_TASK STATEMENT_:
For each line below that holds "filename", return the line as it stands.

Saved data entries:

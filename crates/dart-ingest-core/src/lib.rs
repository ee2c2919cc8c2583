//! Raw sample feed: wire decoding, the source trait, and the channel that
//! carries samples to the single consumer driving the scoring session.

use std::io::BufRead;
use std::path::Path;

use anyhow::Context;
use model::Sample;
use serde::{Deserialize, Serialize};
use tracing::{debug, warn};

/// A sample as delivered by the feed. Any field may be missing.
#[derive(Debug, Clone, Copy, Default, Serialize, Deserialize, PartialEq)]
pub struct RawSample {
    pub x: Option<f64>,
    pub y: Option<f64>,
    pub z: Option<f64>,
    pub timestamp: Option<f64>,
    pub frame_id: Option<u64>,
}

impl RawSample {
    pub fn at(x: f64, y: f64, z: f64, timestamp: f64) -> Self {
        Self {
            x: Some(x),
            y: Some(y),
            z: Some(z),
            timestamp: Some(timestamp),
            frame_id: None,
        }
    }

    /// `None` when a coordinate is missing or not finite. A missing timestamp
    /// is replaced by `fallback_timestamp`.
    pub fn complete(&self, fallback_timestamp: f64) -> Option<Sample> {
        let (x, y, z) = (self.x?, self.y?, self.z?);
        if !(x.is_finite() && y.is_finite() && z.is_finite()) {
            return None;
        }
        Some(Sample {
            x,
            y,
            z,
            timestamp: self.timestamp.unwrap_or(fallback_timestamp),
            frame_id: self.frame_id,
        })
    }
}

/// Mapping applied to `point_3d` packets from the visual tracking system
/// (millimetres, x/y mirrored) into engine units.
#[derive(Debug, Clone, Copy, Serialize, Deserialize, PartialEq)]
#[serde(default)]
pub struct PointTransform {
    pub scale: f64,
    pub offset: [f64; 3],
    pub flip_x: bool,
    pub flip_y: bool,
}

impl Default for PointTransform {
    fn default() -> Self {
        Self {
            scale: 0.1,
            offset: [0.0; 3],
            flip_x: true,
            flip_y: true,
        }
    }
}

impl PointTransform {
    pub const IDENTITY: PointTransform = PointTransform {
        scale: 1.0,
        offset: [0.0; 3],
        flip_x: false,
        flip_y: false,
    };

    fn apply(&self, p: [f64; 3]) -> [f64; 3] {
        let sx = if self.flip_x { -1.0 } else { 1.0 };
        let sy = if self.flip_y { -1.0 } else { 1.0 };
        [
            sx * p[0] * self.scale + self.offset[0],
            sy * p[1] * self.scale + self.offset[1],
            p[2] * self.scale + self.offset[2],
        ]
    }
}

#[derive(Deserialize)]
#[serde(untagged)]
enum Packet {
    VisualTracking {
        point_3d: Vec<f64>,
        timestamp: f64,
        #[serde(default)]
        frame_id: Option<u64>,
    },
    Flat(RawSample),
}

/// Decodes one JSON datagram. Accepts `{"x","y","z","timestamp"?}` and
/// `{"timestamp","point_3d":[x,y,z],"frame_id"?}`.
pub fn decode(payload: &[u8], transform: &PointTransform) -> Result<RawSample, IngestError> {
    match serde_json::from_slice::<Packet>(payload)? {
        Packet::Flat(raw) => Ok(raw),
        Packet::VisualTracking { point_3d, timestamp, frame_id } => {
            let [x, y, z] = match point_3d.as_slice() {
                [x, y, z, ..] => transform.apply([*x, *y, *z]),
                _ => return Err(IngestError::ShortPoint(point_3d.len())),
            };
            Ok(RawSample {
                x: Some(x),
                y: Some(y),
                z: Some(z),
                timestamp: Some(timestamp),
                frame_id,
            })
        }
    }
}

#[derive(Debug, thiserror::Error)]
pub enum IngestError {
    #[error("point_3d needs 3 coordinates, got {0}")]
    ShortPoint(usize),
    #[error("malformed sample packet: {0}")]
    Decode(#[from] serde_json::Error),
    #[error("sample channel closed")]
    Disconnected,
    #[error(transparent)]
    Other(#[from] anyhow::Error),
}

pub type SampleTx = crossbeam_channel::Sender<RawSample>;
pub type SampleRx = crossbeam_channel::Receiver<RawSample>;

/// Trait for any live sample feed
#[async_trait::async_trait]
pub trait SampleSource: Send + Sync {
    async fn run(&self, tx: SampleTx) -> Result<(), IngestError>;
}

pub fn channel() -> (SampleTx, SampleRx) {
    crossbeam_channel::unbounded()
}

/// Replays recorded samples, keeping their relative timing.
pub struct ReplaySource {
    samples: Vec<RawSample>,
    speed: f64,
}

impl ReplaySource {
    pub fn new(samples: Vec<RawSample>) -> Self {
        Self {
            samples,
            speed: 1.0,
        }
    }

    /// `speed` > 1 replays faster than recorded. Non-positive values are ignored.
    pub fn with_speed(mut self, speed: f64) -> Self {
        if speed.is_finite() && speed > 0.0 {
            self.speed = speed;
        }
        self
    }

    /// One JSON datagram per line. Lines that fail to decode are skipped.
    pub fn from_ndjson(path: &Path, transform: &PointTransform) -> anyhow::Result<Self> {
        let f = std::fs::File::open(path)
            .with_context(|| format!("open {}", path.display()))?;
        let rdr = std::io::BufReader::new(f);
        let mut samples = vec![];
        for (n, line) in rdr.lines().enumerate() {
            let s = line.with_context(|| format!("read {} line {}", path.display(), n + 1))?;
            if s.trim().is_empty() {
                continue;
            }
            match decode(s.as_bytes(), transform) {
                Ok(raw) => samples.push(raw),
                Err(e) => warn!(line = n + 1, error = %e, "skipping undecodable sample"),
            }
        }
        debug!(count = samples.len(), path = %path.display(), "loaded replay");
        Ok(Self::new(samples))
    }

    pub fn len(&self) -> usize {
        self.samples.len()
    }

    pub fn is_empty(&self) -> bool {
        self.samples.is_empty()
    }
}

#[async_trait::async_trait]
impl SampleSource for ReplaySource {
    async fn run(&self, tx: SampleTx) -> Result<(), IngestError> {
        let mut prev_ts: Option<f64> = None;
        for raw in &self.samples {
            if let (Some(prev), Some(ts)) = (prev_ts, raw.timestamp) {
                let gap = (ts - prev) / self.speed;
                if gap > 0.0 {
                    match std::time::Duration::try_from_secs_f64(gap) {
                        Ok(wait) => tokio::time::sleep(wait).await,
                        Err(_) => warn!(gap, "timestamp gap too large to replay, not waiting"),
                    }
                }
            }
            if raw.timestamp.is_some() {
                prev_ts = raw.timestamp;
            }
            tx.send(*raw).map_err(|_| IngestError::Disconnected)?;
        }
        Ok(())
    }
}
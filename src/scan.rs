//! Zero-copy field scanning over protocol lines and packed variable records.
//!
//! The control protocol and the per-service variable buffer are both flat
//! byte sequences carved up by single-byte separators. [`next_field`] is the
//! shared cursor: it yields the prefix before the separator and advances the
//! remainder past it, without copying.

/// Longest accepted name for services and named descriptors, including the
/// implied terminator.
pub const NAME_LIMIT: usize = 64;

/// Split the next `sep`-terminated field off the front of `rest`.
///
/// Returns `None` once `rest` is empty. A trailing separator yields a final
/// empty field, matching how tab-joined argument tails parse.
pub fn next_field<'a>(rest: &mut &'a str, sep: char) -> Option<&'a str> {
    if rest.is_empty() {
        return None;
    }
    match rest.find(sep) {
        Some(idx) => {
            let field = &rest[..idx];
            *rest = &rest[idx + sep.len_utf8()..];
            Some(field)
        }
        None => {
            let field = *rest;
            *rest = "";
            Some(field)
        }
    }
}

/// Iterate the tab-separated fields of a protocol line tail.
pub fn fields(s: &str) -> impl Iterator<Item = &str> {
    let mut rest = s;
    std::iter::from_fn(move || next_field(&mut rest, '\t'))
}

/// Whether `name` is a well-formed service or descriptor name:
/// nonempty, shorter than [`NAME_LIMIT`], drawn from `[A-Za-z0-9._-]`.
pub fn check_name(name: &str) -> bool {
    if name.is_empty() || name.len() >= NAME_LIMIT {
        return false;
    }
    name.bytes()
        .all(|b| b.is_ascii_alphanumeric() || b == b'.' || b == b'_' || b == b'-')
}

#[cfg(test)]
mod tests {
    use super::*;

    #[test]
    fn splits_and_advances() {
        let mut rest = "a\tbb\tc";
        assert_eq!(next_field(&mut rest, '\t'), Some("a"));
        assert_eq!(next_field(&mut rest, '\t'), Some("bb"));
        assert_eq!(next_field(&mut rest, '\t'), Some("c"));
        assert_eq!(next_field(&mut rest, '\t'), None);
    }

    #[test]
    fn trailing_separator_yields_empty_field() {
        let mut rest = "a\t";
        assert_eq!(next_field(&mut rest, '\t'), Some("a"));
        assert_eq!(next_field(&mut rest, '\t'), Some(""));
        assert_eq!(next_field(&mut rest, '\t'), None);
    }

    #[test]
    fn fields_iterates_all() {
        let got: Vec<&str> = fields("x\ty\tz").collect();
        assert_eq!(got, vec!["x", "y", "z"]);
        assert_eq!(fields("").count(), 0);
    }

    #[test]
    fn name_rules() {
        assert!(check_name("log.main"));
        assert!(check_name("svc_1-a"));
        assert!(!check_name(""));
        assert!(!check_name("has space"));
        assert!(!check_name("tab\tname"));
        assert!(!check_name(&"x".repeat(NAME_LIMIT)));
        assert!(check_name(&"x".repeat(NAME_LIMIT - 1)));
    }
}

...

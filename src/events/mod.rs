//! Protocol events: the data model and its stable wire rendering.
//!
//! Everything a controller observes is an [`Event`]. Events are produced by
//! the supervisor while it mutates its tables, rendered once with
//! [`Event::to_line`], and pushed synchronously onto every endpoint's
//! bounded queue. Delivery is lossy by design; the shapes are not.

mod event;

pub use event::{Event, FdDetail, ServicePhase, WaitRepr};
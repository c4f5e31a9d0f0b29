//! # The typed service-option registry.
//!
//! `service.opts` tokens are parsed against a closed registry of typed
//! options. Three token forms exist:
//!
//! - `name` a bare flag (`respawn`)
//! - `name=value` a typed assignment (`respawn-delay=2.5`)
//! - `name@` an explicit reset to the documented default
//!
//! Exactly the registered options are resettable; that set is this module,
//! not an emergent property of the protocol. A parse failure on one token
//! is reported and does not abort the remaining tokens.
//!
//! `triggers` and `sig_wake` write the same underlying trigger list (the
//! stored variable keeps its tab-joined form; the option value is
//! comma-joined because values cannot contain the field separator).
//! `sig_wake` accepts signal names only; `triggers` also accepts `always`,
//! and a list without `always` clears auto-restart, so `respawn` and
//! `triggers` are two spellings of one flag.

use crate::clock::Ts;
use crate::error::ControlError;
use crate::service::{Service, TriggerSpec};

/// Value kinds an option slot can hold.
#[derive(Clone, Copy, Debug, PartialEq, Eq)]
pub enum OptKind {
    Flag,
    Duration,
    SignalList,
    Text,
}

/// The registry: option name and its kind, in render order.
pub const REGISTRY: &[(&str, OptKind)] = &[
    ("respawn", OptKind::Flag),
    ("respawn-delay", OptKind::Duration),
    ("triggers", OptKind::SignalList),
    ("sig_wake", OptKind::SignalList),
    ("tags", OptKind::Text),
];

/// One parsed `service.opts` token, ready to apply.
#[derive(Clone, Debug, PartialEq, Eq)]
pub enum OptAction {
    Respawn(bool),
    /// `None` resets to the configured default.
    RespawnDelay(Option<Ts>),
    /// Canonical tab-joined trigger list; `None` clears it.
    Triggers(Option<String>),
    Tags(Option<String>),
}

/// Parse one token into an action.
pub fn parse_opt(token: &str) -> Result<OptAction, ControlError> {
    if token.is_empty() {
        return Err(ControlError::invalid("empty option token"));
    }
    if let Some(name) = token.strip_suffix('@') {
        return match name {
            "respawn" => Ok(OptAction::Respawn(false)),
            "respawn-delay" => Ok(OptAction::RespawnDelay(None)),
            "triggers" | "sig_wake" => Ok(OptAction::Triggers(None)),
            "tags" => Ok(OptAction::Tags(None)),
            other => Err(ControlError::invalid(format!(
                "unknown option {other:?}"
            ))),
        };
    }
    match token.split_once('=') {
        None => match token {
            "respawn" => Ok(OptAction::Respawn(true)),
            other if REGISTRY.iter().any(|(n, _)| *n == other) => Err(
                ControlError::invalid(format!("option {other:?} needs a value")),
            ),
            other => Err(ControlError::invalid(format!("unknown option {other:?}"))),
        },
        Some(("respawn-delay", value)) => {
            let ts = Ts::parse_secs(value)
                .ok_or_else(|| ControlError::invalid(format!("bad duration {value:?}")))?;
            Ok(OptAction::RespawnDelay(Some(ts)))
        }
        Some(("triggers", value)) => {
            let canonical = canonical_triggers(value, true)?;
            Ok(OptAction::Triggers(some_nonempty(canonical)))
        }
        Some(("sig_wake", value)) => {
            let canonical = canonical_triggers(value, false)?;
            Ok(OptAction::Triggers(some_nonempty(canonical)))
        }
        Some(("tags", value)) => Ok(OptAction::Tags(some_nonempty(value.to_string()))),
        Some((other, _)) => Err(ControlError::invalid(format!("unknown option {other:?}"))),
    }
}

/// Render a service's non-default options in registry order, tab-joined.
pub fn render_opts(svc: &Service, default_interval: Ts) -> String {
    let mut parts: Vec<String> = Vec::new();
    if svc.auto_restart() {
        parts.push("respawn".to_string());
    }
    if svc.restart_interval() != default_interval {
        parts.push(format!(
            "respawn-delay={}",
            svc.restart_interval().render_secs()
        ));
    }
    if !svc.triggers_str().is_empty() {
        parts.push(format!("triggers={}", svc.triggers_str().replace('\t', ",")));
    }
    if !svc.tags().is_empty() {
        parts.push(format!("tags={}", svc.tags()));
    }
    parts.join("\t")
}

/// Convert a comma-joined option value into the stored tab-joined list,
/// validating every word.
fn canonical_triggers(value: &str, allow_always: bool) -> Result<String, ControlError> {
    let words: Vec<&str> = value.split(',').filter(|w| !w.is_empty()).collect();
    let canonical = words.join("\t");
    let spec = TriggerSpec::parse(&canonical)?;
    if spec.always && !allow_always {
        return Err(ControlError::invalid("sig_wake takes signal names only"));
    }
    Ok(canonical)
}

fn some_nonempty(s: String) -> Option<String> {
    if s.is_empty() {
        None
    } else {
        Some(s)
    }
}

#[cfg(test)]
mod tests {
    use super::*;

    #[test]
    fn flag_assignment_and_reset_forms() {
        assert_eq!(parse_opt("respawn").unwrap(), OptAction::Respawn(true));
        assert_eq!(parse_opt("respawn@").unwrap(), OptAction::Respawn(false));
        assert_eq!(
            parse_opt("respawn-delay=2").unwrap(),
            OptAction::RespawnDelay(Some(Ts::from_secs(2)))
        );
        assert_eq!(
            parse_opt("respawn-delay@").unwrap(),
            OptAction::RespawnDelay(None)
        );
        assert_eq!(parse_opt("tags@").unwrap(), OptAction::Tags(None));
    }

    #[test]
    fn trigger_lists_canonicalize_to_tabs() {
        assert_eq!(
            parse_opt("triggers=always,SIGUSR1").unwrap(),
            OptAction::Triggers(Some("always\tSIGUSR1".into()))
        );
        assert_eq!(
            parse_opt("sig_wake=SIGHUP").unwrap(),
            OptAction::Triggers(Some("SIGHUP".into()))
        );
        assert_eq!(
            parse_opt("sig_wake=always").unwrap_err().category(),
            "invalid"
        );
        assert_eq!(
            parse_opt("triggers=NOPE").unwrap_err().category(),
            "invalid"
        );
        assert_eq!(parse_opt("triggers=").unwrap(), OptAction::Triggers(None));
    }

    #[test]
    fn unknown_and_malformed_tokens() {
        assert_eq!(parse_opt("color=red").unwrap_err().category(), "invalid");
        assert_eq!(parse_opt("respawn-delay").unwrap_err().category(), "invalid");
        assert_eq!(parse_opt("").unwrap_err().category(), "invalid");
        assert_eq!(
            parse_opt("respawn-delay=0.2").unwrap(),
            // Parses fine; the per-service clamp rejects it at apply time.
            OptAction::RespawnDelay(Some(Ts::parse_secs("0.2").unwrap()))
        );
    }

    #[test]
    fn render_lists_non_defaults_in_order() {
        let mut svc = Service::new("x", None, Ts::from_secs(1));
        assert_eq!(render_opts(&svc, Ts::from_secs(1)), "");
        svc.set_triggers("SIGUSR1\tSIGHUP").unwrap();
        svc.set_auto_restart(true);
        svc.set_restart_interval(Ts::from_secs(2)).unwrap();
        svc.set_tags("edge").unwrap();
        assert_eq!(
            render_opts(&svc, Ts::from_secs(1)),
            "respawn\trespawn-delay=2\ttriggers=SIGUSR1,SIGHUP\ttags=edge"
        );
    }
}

---

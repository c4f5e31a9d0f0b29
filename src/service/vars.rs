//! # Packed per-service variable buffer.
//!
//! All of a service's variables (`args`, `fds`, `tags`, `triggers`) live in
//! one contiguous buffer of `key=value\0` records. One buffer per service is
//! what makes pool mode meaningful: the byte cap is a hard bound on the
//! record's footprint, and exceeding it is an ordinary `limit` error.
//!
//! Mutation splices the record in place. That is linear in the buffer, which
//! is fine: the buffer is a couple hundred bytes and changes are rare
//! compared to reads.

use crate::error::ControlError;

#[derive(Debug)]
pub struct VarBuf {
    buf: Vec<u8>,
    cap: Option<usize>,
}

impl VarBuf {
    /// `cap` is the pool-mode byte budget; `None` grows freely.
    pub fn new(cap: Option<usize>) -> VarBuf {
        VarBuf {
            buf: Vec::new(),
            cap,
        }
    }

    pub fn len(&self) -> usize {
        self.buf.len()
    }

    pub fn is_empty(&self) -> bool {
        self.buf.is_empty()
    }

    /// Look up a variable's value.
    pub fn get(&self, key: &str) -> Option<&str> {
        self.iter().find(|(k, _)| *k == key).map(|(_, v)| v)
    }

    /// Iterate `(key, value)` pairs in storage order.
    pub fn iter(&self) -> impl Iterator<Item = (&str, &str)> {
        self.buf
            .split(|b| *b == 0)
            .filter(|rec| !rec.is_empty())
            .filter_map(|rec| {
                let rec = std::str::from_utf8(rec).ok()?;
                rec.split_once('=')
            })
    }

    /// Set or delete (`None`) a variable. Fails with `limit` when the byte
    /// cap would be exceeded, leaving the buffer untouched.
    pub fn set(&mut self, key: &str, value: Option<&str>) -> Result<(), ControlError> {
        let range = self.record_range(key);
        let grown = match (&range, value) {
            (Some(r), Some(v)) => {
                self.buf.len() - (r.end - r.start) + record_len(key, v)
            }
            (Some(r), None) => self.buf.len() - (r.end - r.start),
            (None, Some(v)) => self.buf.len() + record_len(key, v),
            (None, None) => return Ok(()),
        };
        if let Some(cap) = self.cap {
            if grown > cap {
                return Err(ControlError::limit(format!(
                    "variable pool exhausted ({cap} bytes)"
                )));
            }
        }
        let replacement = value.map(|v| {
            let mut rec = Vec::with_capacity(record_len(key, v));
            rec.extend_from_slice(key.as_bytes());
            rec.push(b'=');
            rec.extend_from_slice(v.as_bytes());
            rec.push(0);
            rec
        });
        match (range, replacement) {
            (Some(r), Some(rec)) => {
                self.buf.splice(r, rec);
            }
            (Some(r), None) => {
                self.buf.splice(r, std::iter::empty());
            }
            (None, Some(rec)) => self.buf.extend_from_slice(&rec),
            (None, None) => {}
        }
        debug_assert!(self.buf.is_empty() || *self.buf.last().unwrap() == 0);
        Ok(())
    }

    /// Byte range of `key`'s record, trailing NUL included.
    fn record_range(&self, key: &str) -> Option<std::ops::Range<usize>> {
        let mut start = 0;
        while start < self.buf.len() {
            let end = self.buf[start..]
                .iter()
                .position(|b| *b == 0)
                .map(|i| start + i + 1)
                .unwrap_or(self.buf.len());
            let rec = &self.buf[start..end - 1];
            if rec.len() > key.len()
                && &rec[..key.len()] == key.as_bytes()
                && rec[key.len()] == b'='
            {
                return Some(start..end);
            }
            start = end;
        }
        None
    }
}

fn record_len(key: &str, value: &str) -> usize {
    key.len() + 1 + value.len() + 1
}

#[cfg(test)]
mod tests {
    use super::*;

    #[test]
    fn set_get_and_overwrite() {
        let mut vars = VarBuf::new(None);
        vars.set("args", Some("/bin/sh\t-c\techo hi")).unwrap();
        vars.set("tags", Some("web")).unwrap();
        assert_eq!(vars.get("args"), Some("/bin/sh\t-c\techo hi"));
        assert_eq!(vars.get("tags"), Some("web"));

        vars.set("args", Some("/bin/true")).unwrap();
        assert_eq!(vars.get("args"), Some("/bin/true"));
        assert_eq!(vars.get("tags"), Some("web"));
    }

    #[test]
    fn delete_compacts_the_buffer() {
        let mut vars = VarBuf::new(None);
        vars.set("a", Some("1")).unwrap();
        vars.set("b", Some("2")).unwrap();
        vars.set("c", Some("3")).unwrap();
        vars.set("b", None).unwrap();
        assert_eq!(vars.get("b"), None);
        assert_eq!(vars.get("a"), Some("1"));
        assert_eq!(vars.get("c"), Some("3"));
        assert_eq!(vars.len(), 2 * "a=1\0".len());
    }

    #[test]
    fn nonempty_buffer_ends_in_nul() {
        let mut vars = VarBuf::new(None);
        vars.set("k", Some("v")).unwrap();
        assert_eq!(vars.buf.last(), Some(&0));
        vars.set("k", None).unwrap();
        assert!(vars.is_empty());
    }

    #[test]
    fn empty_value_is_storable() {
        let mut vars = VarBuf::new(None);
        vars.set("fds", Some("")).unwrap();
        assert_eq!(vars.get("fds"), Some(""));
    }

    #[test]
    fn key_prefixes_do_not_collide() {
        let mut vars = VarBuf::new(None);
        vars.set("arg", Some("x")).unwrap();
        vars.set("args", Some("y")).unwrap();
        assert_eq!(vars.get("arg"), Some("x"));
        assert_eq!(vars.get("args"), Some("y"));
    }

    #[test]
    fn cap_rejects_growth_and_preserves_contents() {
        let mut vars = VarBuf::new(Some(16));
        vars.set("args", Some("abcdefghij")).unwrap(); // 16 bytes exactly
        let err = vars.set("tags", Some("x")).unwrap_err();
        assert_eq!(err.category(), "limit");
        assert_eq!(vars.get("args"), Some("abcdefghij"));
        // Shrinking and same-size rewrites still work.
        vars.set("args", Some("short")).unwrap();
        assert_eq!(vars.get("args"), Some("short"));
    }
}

_RESULT OF THIS TASK_:
filename crates/dart-ingest-core/src/lib.rs
filename src/scan.rs
filename src/events/mod.rs
filename src/service/vars.rs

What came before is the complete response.